A rare case of pure non-gestational ovarian choriocarcinoma: Diagnostic mimicry and management strategies.

BACKGROUND

Non-gestational ovarian choriocarcinomas (NGOC) are rare, distinct, highly aggressive tumors, primarily affecting young women. It accounts for less than 0.6% of malignant ovarian germ cell tumors. It is associated with a poorer prognosis compared to gestational choriocarcinoma.

CASE PRESENTATION

A 36-year-old woman (P2L2) presented with intermittent heavy menstrual bleeding for the past three months. The urinary pregnancy test was positive. On abdominal examination, a solid mass consistent with 20-weeks gravid uterus was palpated in right iliac fossa. Bimanual pelvic examination revealed uterus deviated to the left and large (~12 × 10 cm) predominantly solid mass arising from right adnexa, adherent to the uterus. A mobile cystic mass (6 × 5 cm) was palpated in the left fornix.

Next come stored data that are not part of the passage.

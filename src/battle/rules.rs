use rand::Rng;

use crate::battle::types::{ActionKind, BattleState, RoundAction};
use crate::env::BattleSettings;

/// 한 플레이어 측의 라운드 정산 결과
#[derive(Debug, Clone, PartialEq)]
pub struct SideOutcome {
    pub action: RoundAction,
    /// 이 플레이어가 상대에게 입힌 데미지
    pub damage_dealt: i32,
    pub critical: bool,
    /// 상대가 이 플레이어의 공격을 회피했는지
    pub dodged: bool,
    /// 이 플레이어의 공격이 상대 방어로 감소되었는지
    pub defended: bool,
    pub health_after: i32,
    pub energy_after: i32,
    pub defense_energy_after: i32,
}

/// 라운드 정산 결과 전체
#[derive(Debug, Clone, PartialEq)]
pub struct RoundOutcome {
    pub player1: SideOutcome,
    pub player2: SideOutcome,
    pub knockout: Option<Knockout>,
}

/// 체력 0으로 인한 종료. 동시 KO는 무승부로 처리한다.
#[derive(Debug, Clone, Copy, PartialEq, Eq)]
pub enum Knockout {
    Player1Wins,
    Player2Wins,
    Draw,
}

/// 자동 행동 생성. 수동 입력이 없던 플레이어에게만 적용된다.
pub fn auto_action(cfg: &BattleSettings, rng: &mut impl Rng) -> ActionKind {
    if rng.gen::<f64>() < cfg.action_probability_attack {
        ActionKind::Attack
    } else {
        ActionKind::Defend
    }
}

struct SidePlan {
    action: RoundAction,
    /// 이번 공격에 소모할 에너지
    attack_spend: i32,
    /// 방어에 소모 가능한 에너지 (명중 시에만 실제 소모)
    defense_spend: i32,
}

fn plan_side(
    action: RoundAction,
    energy: i32,
    defense_energy: i32,
    cfg: &BattleSettings,
) -> SidePlan {
    let attack_spend = if action == RoundAction::Attack {
        energy.min(cfg.energy_consume_per_attack)
    } else {
        0
    };
    let defense_spend = if action == RoundAction::Defend {
        defense_energy.min(cfg.defense_energy_consume)
    } else {
        0
    };
    SidePlan {
        action,
        attack_spend,
        defense_spend,
    }
}

struct AttackResult {
    damage: i32,
    critical: bool,
    dodged: bool,
    defended: bool,
    /// 방어자가 실제로 소모한 방어 에너지
    defender_spent: i32,
}

fn resolve_attack(
    attacker: &SidePlan,
    defender: &SidePlan,
    cfg: &BattleSettings,
    rng: &mut impl Rng,
) -> AttackResult {
    if attacker.action != RoundAction::Attack {
        return AttackResult {
            damage: 0,
            critical: false,
            dodged: false,
            defended: false,
            defender_spent: 0,
        };
    }

    // 1. 회피 판정. 회피 시 데미지 0, 방어 에너지는 보존된다.
    //    공격자의 에너지는 이미 소모된 것으로 본다.
    if rng.gen::<f64>() < cfg.dodge_chance {
        return AttackResult {
            damage: 0,
            critical: false,
            dodged: true,
            defended: false,
            defender_spent: 0,
        };
    }

    // 2. 기본 데미지 + 저장 에너지 보너스
    let energy_bonus = attacker.attack_spend as f64 * cfg.energy_damage_multiplier;
    let mut damage = cfg.base_damage * (1.0 + energy_bonus);

    // 3. 치명타 판정
    let critical = rng.gen::<f64>() < cfg.critical_hit_chance;
    if critical {
        damage *= cfg.critical_multiplier;
    }

    // 4. 상대가 방어 중이면 방어 에너지 비례로 감소
    let mut defended = false;
    let mut defender_spent = 0;
    if defender.action == RoundAction::Defend {
        let reduction = (defender.defense_spend as f64 * cfg.defense_energy_reduction).min(1.0);
        damage *= 1.0 - reduction;
        defended = true;
        defender_spent = defender.defense_spend;
    }

    AttackResult {
        damage: (damage.round() as i32).max(0),
        critical,
        dodged: false,
        defended,
        defender_spent,
    }
}

/// 라운드 하나를 정산한다.
///
/// `state`는 라운드 시작 시점의 상태이며, 양측의 데미지는 시작 상태 기준으로
/// 동시에 계산된 뒤 함께 적용된다. 난수 소비 순서는 고정이다:
/// p1 자동행동 → p2 자동행동 → p1 공격(회피, 치명타) → p2 공격(회피, 치명타).
pub fn resolve_round(
    state: &BattleState,
    cfg: &BattleSettings,
    rng: &mut impl Rng,
) -> RoundOutcome {
    // 1. 유효 행동 결정: 수동 제출이 있으면 충전, 없으면 자동 생성
    let p1_action = match state.player1.pending_action {
        Some(_) => RoundAction::Recharge,
        None => auto_action(cfg, rng).into(),
    };
    let p2_action = match state.player2.pending_action {
        Some(_) => RoundAction::Recharge,
        None => auto_action(cfg, rng).into(),
    };

    let p1_plan = plan_side(
        p1_action,
        state.player1.energy,
        state.player1.defense_energy,
        cfg,
    );
    let p2_plan = plan_side(
        p2_action,
        state.player2.energy,
        state.player2.defense_energy,
        cfg,
    );

    // 2. 양측 공격을 시작 상태 기준으로 계산
    let p1_attack = resolve_attack(&p1_plan, &p2_plan, cfg, rng);
    let p2_attack = resolve_attack(&p2_plan, &p1_plan, cfg, rng);

    // 3. 체력 적용 (동시, [0, max_health]로 clamp)
    let p1_health = (state.player1.health - p2_attack.damage).clamp(0, cfg.max_health);
    let p2_health = (state.player2.health - p1_attack.damage).clamp(0, cfg.max_health);

    // 4. 에너지 정산: 공격 에너지는 공격 시 소모, 방어 에너지는 명중 방어 시 소모
    let p1_energy = state.player1.energy - p1_plan.attack_spend;
    let p2_energy = state.player2.energy - p2_plan.attack_spend;
    let p1_defense_energy = state.player1.defense_energy - p2_attack.defender_spent;
    let p2_defense_energy = state.player2.defense_energy - p1_attack.defender_spent;

    let knockout = match (p1_health == 0, p2_health == 0) {
        (true, true) => Some(Knockout::Draw),
        (true, false) => Some(Knockout::Player2Wins),
        (false, true) => Some(Knockout::Player1Wins),
        (false, false) => None,
    };

    RoundOutcome {
        player1: SideOutcome {
            action: p1_action,
            damage_dealt: p1_attack.damage,
            critical: p1_attack.critical,
            dodged: p1_attack.dodged,
            defended: p1_attack.defended,
            health_after: p1_health,
            energy_after: p1_energy,
            defense_energy_after: p1_defense_energy,
        },
        player2: SideOutcome {
            action: p2_action,
            damage_dealt: p2_attack.damage,
            critical: p2_attack.critical,
            dodged: p2_attack.dodged,
            defended: p2_attack.defended,
            health_after: p2_health,
            energy_after: p2_energy,
            defense_energy_after: p2_defense_energy,
        },
        knockout,
    }
}

impl From<ActionKind> for RoundAction {
    fn from(kind: ActionKind) -> Self {
        match kind {
            ActionKind::Attack => RoundAction::Attack,
            ActionKind::Defend => RoundAction::Defend,
        }
    }
}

Ultrasonography showed normal-sized uterus with no gestational sac and a well-defined, solid-cystic right adnexal mass (10.2 × 7.8 × 7.8 cm) with vascularized solid areas and hemorrhage, initially suggesting an ectopic pregnancy. Serum β-hCG was markedly elevated (262,809 mIU/mL; normal level <5.0 mIU/mL). Magnetic Resonance Imaging (MRI) and Contrast-enhanced Computed Tomography (CECT) revealed right ovarian germ cell tumor, likely choriocarcinoma, without evidence of metastatic disease. On staging laparotomy, hemorrhagic right tubo-ovarian mass (8.5 × 8 × 7 cm) and left ovarian serous cystadenoma (8 × 7 × 3.5 cm) were identified. Histopathology and genomic studies confirmed stage IA1 NGOC. Patient completed two cycles of adjuvant chemotherapy with Bleomycin, Etoposide, Cisplatin, achieving complete response (β-hCG <5 mIU/mL), and is following up with serial β-hCG monitoring and CT scans for two years.

CONCLUSIONS

NGOC closely mimics ectopic pregnancy and gestational trophoblastic disease and requires early diagnosis with prompt surgical and chemotherapeutic intervention to optimize outcomes.